It's funny...when I read that bit, all I could think was, how much nicer would it be if regexes could just be written without the special characters, using sane word-based self-documenting tokens the way we do the rest of our programming, following scoping and quotation rules that actually mesh with the languages we're using them in?
Then it occurred to me that plenty of people have probably written libraries to do exactly that, but nobody uses them because we all already have regexes built-in almost everywhere that we want to use them. Hell, I've never even looked for one, even though I choke back a little vomit every time I introduce a new regex into a codebase because of how much future debugging pain I know they can cause (all but the shortest ones force what's essentially a full context-shift in order to parse, and in reality what usually happens is people scan a regex as one chunk and say "Eh, a regex, it's probably right, hopefully my bug is somewhere else..." until they have some concrete reason to think otherwise).

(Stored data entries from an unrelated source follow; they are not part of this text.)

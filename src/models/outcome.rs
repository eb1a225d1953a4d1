//! Test outcome models
//!
//! Defines the per-scenario outcome and the ordered result set that
//! aggregates them for the final report.

use serde::{Deserialize, Serialize};
use std::fmt;

/// Outcome of a single named check
#[derive(Clone, Debug, PartialEq, Eq, Serialize, Deserialize)]
pub struct TestOutcome {
    pub name: String,
    pub passed: bool,
    pub message: String,
    #[serde(default)]
    pub duration_ms: u64,
}

impl TestOutcome {
    pub fn new(name: impl Into<String>, passed: bool, message: impl Into<String>) -> Self {
        Self {
            name: name.into(),
            passed,
            message: message.into(),
            duration_ms: 0,
        }
    }

    pub fn with_duration(mut self, duration_ms: u64) -> Self {
        self.duration_ms = duration_ms;
        self
    }

    pub fn symbol(&self) -> &'static str {
        if self.passed {
            "✓"
        } else {
            "✗"
        }
    }

    pub fn status(&self) -> &'static str {
        if self.passed {
            "PASS"
        } else {
            "FAIL"
        }
    }
}

impl fmt::Display for TestOutcome {
    fn fmt(&self, f: &mut fmt::Formatter<'_>) -> fmt::Result {
        write!(f, "{} {}: {}", self.symbol(), self.name, self.status())?;
        if !self.message.is_empty() {
            write!(f, "\n     {}", self.message)?;
        }
        Ok(())
    }
}

/// Ordered collection of outcomes with running tallies.
///
/// Outcomes are keyed by name. Re-adding a name replaces the stored outcome
/// in place but still counts towards the tallies, so `passed + failed` always
/// equals `total`.
#[derive(Clone, Debug, Default, Serialize, Deserialize)]
pub struct ResultSet {
    outcomes: Vec<TestOutcome>,
    pub passed: usize,
    pub failed: usize,
    pub total: usize,
}

impl ResultSet {
    pub fn new() -> Self {
        Self::default()
    }

    /// Record an outcome by name
    pub fn add_result(&mut self, name: impl Into<String>, passed: bool, message: impl Into<String>) {
        self.add_outcome(TestOutcome::new(name, passed, message));
    }

    /// Record a fully built outcome
    pub fn add_outcome(&mut self, outcome: TestOutcome) {
        if outcome.passed {
            self.passed += 1;
        } else {
            self.failed += 1;
        }
        self.total += 1;

        match self.outcomes.iter_mut().find(|o| o.name == outcome.name) {
            Some(existing) => *existing = outcome,
            None => self.outcomes.push(outcome),
        }
    }

    pub fn outcomes(&self) -> &[TestOutcome] {
        &self.outcomes
    }

    #[cfg(test)]
    pub fn get(&self, name: &str) -> Option<&TestOutcome> {
        self.outcomes.iter().find(|o| o.name == name)
    }

    #[cfg(test)]
    pub fn len(&self) -> usize {
        self.outcomes.len()
    }

    #[cfg(test)]
    pub fn is_empty(&self) -> bool {
        self.outcomes.is_empty()
    }

    pub fn is_all_passed(&self) -> bool {
        self.passed == self.total
    }

    pub fn pass_rate(&self) -> f64 {
        if self.total == 0 {
            0.0
        } else {
            (self.passed as f64 / self.total as f64) * 100.0
        }
    }

    pub fn total_duration_ms(&self) -> u64 {
        self.outcomes.iter().map(|o| o.duration_ms).sum()
    }

    /// Print the human readable report to stdout
    pub fn print_summary(&self) {
        println!("{self}");
    }
}

impl fmt::Display for ResultSet {
    fn fmt(&self, f: &mut fmt::Formatter<'_>) -> fmt::Result {
        writeln!(f)?;
        writeln!(f, "━━━━━━━━━━━━━━━━━━━━━━━━━━━━━━━━━━━━━━━━━━━━━━━━━━━━━━━━━━━━")?;
        writeln!(f, "FleetXchange API Test Results")?;
        writeln!(f, "━━━━━━━━━━━━━━━━━━━━━━━━━━━━━━━━━━━━━━━━━━━━━━━━━━━━━━━━━━━━")?;
        for outcome in &self.outcomes {
            writeln!(f, "  {outcome}")?;
        }
        writeln!(f, "━━━━━━━━━━━━━━━━━━━━━━━━━━━━━━━━━━━━━━━━━━━━━━━━━━━━━━━━━━━━")?;
        writeln!(
            f,
            "Overall Score: {}/{} tests passed ({:.1}%)",
            self.passed,
            self.total,
            self.pass_rate()
        )?;
        if self.is_all_passed() {
            writeln!(f, "ALL TESTS PASSED")?;
        } else {
            writeln!(f, "{} tests failed. Check the errors above.", self.failed)?;
        }
        write!(f, "━━━━━━━━━━━━━━━━━━━━━━━━━━━━━━━━━━━━━━━━━━━━━━━━━━━━━━━━━━━━")
    }
}
//! Readiness polling
//!
//! Waits for the server's liveness endpoint before any scenario runs.

use anyhow::Result;
use std::time::{Duration, Instant};
use tokio::time::sleep;
use tracing::{debug, info, warn};

use crate::config::ReadinessConfig;
use crate::http::HttpClient;

/// Result of a readiness wait
#[derive(Clone, Debug, PartialEq, Eq)]
pub struct ReadinessReport {
    pub ready: bool,
    /// Attempts made, including the successful one
    pub attempts: u32,
    pub elapsed: Duration,
}

/// Polls a liveness endpoint with a fixed delay between attempts
pub struct ReadinessPoller {
    client: HttpClient,
    health_path: String,
    max_attempts: u32,
    delay: Duration,
}

impl ReadinessPoller {
    /// Create a poller against `base_url`
    pub fn new(base_url: &str, config: &ReadinessConfig) -> Result<Self> {
        let client = HttpClient::with_timeout(config.probe_timeout_secs)?.base_url(base_url);
        Ok(Self {
            client,
            health_path: config.health_path.clone(),
            max_attempts: config.max_attempts.max(1),
            delay: config.delay(),
        })
    }

    pub fn delay(mut self, delay: Duration) -> Self {
        self.delay = delay;
        self
    }

    #[cfg(test)]
    pub fn max_attempts(mut self, max_attempts: u32) -> Self {
        self.max_attempts = max_attempts.max(1);
        self
    }

    /// Probe once; only a 200 counts as ready
    async fn probe(&self) -> bool {
        match self.client.get(&self.health_path).await {
            Ok(resp) => {
                debug!("Liveness probe returned {}", resp.status_code);
                resp.status_code == 200
            }
            Err(e) => {
                debug!("Liveness probe failed: {}", e);
                false
            }
        }
    }

    /// Wait until the server answers 200 or the attempts run out.
    ///
    /// No delay follows the final attempt.
    pub async fn wait(&self) -> ReadinessReport {
        info!("Waiting for server to start...");
        let start = Instant::now();

        for attempt in 1..=self.max_attempts {
            if self.probe().await {
                info!("Server is ready after {} attempt(s)", attempt);
                return ReadinessReport {
                    ready: true,
                    attempts: attempt,
                    elapsed: start.elapsed(),
                };
            }

            info!(
                "Attempt {}/{} - Server not ready yet...",
                attempt, self.max_attempts
            );

            if attempt < self.max_attempts {
                sleep(self.delay).await;
            }
        }

        warn!(
            "Server failed to start within {} attempts ({:.1}s)",
            self.max_attempts,
            start.elapsed().as_secs_f64()
        );

        ReadinessReport {
            ready: false,
            attempts: self.max_attempts,
            elapsed: start.elapsed(),
        }
    }
}

#[cfg(test)]
mod tests {
    use super::*;
    use mockito::Server;

    fn config() -> ReadinessConfig {
        ReadinessConfig {
            probe_timeout_secs: 2,
            ..Default::default()
        }
    }

    #[tokio::test]
    async fn test_ready_on_first_attempt() {
        let mut server = Server::new_async().await;
        let mock = server
            .mock("GET", "/health")
            .with_status(200)
            .with_body(r#"{"status":"OK"}"#)
            .expect(1)
            .create_async()
            .await;

        let poller = ReadinessPoller::new(&server.url(), &config())
            .unwrap()
            .delay(Duration::from_secs(5));
        let report = poller.wait().await;

        mock.assert_async().await;
        assert!(report.ready);
        assert_eq!(report.attempts, 1);
        assert!(report.elapsed < Duration::from_secs(5));
    }

    #[tokio::test]
    async fn test_gives_up_after_max_attempts() {
        let mut server = Server::new_async().await;
        let mock = server
            .mock("GET", "/health")
            .with_status(503)
            .expect(3)
            .create_async()
            .await;

        let delay = Duration::from_millis(100);
        let poller = ReadinessPoller::new(&server.url(), &config())
            .unwrap()
            .max_attempts(3)
            .delay(delay);
        let report = poller.wait().await;

        mock.assert_async().await;
        assert!(!report.ready);
        assert_eq!(report.attempts, 3);
        assert!(report.elapsed >= delay * 2);
        assert!(report.elapsed < delay * 3 + Duration::from_secs(1));
    }

    #[tokio::test]
    async fn test_connection_errors_are_retried() {
        let poller = ReadinessPoller::new("http://127.0.0.1:1", &config())
            .unwrap()
            .max_attempts(2)
            .delay(Duration::from_millis(10));
        let report = poller.wait().await;

        assert!(!report.ready);
        assert_eq!(report.attempts, 2);
    }

    #[tokio::test]
    async fn test_non_200_success_is_not_ready() {
        let mut server = Server::new_async().await;
        let _m = server
            .mock("GET", "/health")
            .with_status(204)
            .create_async()
            .await;

        let poller = ReadinessPoller::new(&server.url(), &config())
            .unwrap()
            .max_attempts(1);
        assert!(!poller.wait().await.ready);
    }
}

Sort of a shame, really, that such a problematically condensed syntax won the prize so early on, and now even those of us that hate it are too comfortable with it to look for something better.
Regex aren't difficult to learn, it's just nobody teaches them as a language with a base syntax and words to use. If you just sit down and memorize the names of a few symbols, then learn what each does, then it becomes fairly clear.
It's my belief (totally unfounded) that learning a simple symbolic language like regular expressions teaches you how to handle other symbolic languages like mathematics, chemistry, and programming. That's one of the reasons I'm teaching it and trying to get other people to use it.
More importantly though, they are damn handy. As long as you don't abuse them in places where a lexer+parser is better, you can get a lot done with very little regex in very short time.
Unfortunately, the actual syntax of regexps is far from ideal. As an example, it’s completely stupid that non-capturing groups must be written as (?:…) when they are by far the common case.
I don't consider that a failing of regular expressions (which predate perl), but a failure of implementation. I've thought that instead of syntax it should be an API option that says "this is a matcher" vs. "this is a capture". Then the same regex works for both, it's just how you run it.
So would it not be possible to mix capturing and non-capturing groups in the same regex? That's useful to do if you have code that expects specific things to be captured at specific group indices, and you need to add grouping somewhere else in the regex without messing it up.
::Regex aren't difficult to learn, it's just nobody teaches them as a language with a base syntax and words to use::
I couldn't agree more. because of lack of the "language" approach to them, their weird syntax, and the fact that the "verbose" mode for their definition is almost unknown, they come out as a sort of voodoo that only gurus can handle. Moreover, this results in tons of broken code in production. They're simple, beautiful and handy, but have an unfortunate historical load.
What I miss the most about regexes (and I think is kind of what bermanoid was hinting at) is that we don't have access to much of the expressiveness we usually have available in a programming language. For example, I never saw a widely used regex library that takes advantage of the algebraic structure of regular expressions and that would let me do things like incrementally building regexes or creating named constants:
var regex1 = /some_regex/,
regex2 = /other_regex/;
var regex3 = alternative(regex1, regex2);
var regex4 = kleene_star( sequence(regex1, regex2) );
Then it occurred to me that plenty of people have probably written libraries to do exactly that, but nobody uses them because we all already have regexes built-in almost everywhere that we want to use them. Hell, I've never even looked for one, even though I choke back a little vomit every time I introduce a new regex into a codebase because of how much future debugging pain I know they can cause (all but the shortest ones force what's essentially a full context-shift in order to parse, and in reality what usually happens is people scan a regex as one chunk and say "Eh, a regex, it's probably right, hopefully my bug is somewhere else..." until they have some concrete reason to think otherwise).
Sort of a shame, really, that such a problematically condensed syntax won the prize so early on, and now even those of us that hate it are too comfortable with it to look for something better.